# Prompt:
Go through the listing and write out all of it exactly.
○ ○ ○
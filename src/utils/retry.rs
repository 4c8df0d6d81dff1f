use std::time::Duration;
use tokio::time::sleep;

// ============================================================================
// Exponential Backoff Retry Strategy
// ============================================================================
//
// Retries an operation while it keeps failing with transient errors
// (repository connectivity and the like). Domain rule violations are
// permanent and returned after the first attempt.
//
// ============================================================================

#[derive(Clone, Debug, PartialEq)]
pub struct RetryConfig {
    /// Maximum number of attempts, the first one included
    pub max_attempts: u32,
    /// Delay before the second attempt
    pub initial_delay: Duration,
    /// Upper bound for any single delay
    pub max_delay: Duration,
    /// Multiplier for exponential backoff
    pub multiplier: f64,
}

impl Default for RetryConfig {
    fn default() -> Self {
        Self {
            max_attempts: 3,
            initial_delay: Duration::from_millis(100),
            max_delay: Duration::from_secs(10),
            multiplier: 2.0,
        }
    }
}

impl RetryConfig {
    pub fn with_max_attempts(mut self, max_attempts: u32) -> Self {
        self.max_attempts = max_attempts.max(1);
        self
    }

    fn next_delay(&self, delay: Duration) -> Duration {
        let next = Duration::from_millis(((delay.as_millis() as f64) * self.multiplier) as u64);
        next.min(self.max_delay)
    }
}

/// Outcome of a retried operation
#[derive(Debug)]
pub enum RetryResult<T, E> {
    /// Operation succeeded
    Success(T),
    /// Transient failure persisted through every attempt
    Failed(E),
    /// Permanent failure, not retried
    PermanentFailure(E),
}

impl<T, E> RetryResult<T, E> {
    pub fn into_result(self) -> Result<T, E> {
        match self {
            RetryResult::Success(value) => Ok(value),
            RetryResult::Failed(error) | RetryResult::PermanentFailure(error) => Err(error),
        }
    }
}

/// Whether an error may go away on its own (should retry)
pub trait IsTransient {
    fn is_transient(&self) -> bool;
}

/// Run `operation` until it succeeds, fails permanently or runs out of attempts
pub async fn retry_on_transient<F, Fut, T, E>(
    operation_name: &str,
    config: &RetryConfig,
    mut operation: F,
) -> RetryResult<T, E>
where
    F: FnMut(u32) -> Fut,
    Fut: std::future::Future<Output = Result<T, E>>,
    E: std::fmt::Display + IsTransient,
{
    let mut attempt = 0;
    let mut delay = config.initial_delay;

    loop {
        attempt += 1;

        match operation(attempt).await {
            Ok(result) => {
                if attempt > 1 {
                    tracing::info!(
                        operation = operation_name,
                        attempt = attempt,
                        "Operation succeeded after retry"
                    );
                }
                return RetryResult::Success(result);
            }
            Err(error) => {
                if !error.is_transient() {
                    tracing::debug!(
                        operation = operation_name,
                        error = %error,
                        "Permanent failure, not retrying"
                    );
                    return RetryResult::PermanentFailure(error);
                }

                if attempt >= config.max_attempts {
                    tracing::error!(
                        operation = operation_name,
                        attempt = attempt,
                        error = %error,
                        "Operation failed after all retries"
                    );
                    return RetryResult::Failed(error);
                }

                tracing::warn!(
                    operation = operation_name,
                    attempt = attempt,
                    error = %error,
                    delay_ms = delay.as_millis() as u64,
                    "Transient failure, retrying after delay"
                );

                sleep(delay).await;
                delay = config.next_delay(delay);
            }
        }
    }
}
○ ○ ○
# Task result:
filename src/utils/retry.rs
repository 4c8df0d6d81dff1f
use std::time::Duration;
use tokio::time::sleep;

// ============================================================================
// Exponential Backoff Retry Strategy
// ============================================================================
//
// Retries an operation while it keeps failing with transient errors
// (repository connectivity and the like). Domain rule violations are
// permanent and returned after the first attempt.
//
// ============================================================================

#[derive(Clone, Debug, PartialEq)]
pub struct RetryConfig {
    /// Maximum number of attempts, the first one included
    pub max_attempts: u32,
    /// Delay before the second attempt
    pub initial_delay: Duration,
    /// Upper bound for any single delay
    pub max_delay: Duration,
    /// Multiplier for exponential backoff
    pub multiplier: f64,
}

impl Default for RetryConfig {
    fn default() -> Self {
        Self {
            max_attempts: 3,
            initial_delay: Duration::from_millis(100),
            max_delay: Duration::from_secs(10),
            multiplier: 2.0,
        }
    }
}

impl RetryConfig {
    pub fn with_max_attempts(mut self, max_attempts: u32) -> Self {
        self.max_attempts = max_attempts.max(1);
        self
    }

    fn next_delay(&self, delay: Duration) -> Duration {
        let next = Duration::from_millis(((delay.as_millis() as f64) * self.multiplier) as u64);
        next.min(self.max_delay)
    }
}

/// Outcome of a retried operation
#[derive(Debug)]
pub enum RetryResult<T, E> {
    /// Operation succeeded
    Success(T),
    /// Transient failure persisted through every attempt
    Failed(E),
    /// Permanent failure, not retried
    PermanentFailure(E),
}

impl<T, E> RetryResult<T, E> {
    pub fn into_result(self) -> Result<T, E> {
        match self {
            RetryResult::Success(value) => Ok(value),
            RetryResult::Failed(error) | RetryResult::PermanentFailure(error) => Err(error),
        }
    }
}

/// Whether an error may go away on its own (should retry)
pub trait IsTransient {
    fn is_transient(&self) -> bool;
}

/// Run `operation` until it succeeds, fails permanently or runs out of attempts
pub async fn retry_on_transient<F, Fut, T, E>(
    operation_name: &str,
    config: &RetryConfig,
    mut operation: F,
) -> RetryResult<T, E>
where
    F: FnMut(u32) -> Fut,
    Fut: std::future::Future<Output = Result<T, E>>,
    E: std::fmt::Display + IsTransient,
{
    let mut attempt = 0;
    let mut delay = config.initial_delay;

    loop {
        attempt += 1;

        match operation(attempt).await {
            Ok(result) => {
                if attempt > 1 {
                    tracing::info!(
                        operation = operation_name,
                        attempt = attempt,
                        "Operation succeeded after retry"
                    );
                }
                return RetryResult::Success(result);
            }
            Err(error) => {
                if !error.is_transient() {
                    tracing::debug!(
                        operation = operation_name,
                        error = %error,
                        "Permanent failure, not retrying"
                    );
                    return RetryResult::PermanentFailure(error);
                }

                if attempt >= config.max_attempts {
                    tracing::error!(
                        operation = operation_name,
                        attempt = attempt,
                        error = %error,
                        "Operation failed after all retries"
                    );
                    return RetryResult::Failed(error);
                }

                tracing::warn!(
                    operation = operation_name,
                    attempt = attempt,
                    error = %error,
                    delay_ms = delay.as_millis() as u64,
                    "Transient failure, retrying after delay"
                );

                sleep(delay).await;
                delay = config.next_delay(delay);
            }
        }
    }
}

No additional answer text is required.